▶ _Assignment_
Print the lines below exactly as written, with none missing.

(Beginning of Recorded information)

use axum::{extract::State, Json};
use serde_json::{json, Value};

use crate::state::AppState;

/// GET /health
/// Returns a simple status object with service version and the active extraction engine.
pub async fn health_handler(State(state): State<AppState>) -> Json<Value> {
    Json(json!({
        "status": "ok",
        "version": env!("CARGO_PKG_VERSION"),
        "service": "resume-screener",
        "extraction_engine": state.extraction.engine_name()
    }))
}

(End of Recorded information)

▶ _Written answer_
use axum::{extract::State, Json};
use serde_json::{json, Value};

use crate::state::AppState;

/// GET /health
/// Returns a simple status object with service version and the active extraction engine.
pub async fn health_handler(State(state): State<AppState>) -> Json<Value> {
    Json(json!({
        "status": "ok",
        "version": env!("CARGO_PKG_VERSION"),
        "service": "resume-screener",
        "extraction_engine": state.extraction.engine_name()
    }))
}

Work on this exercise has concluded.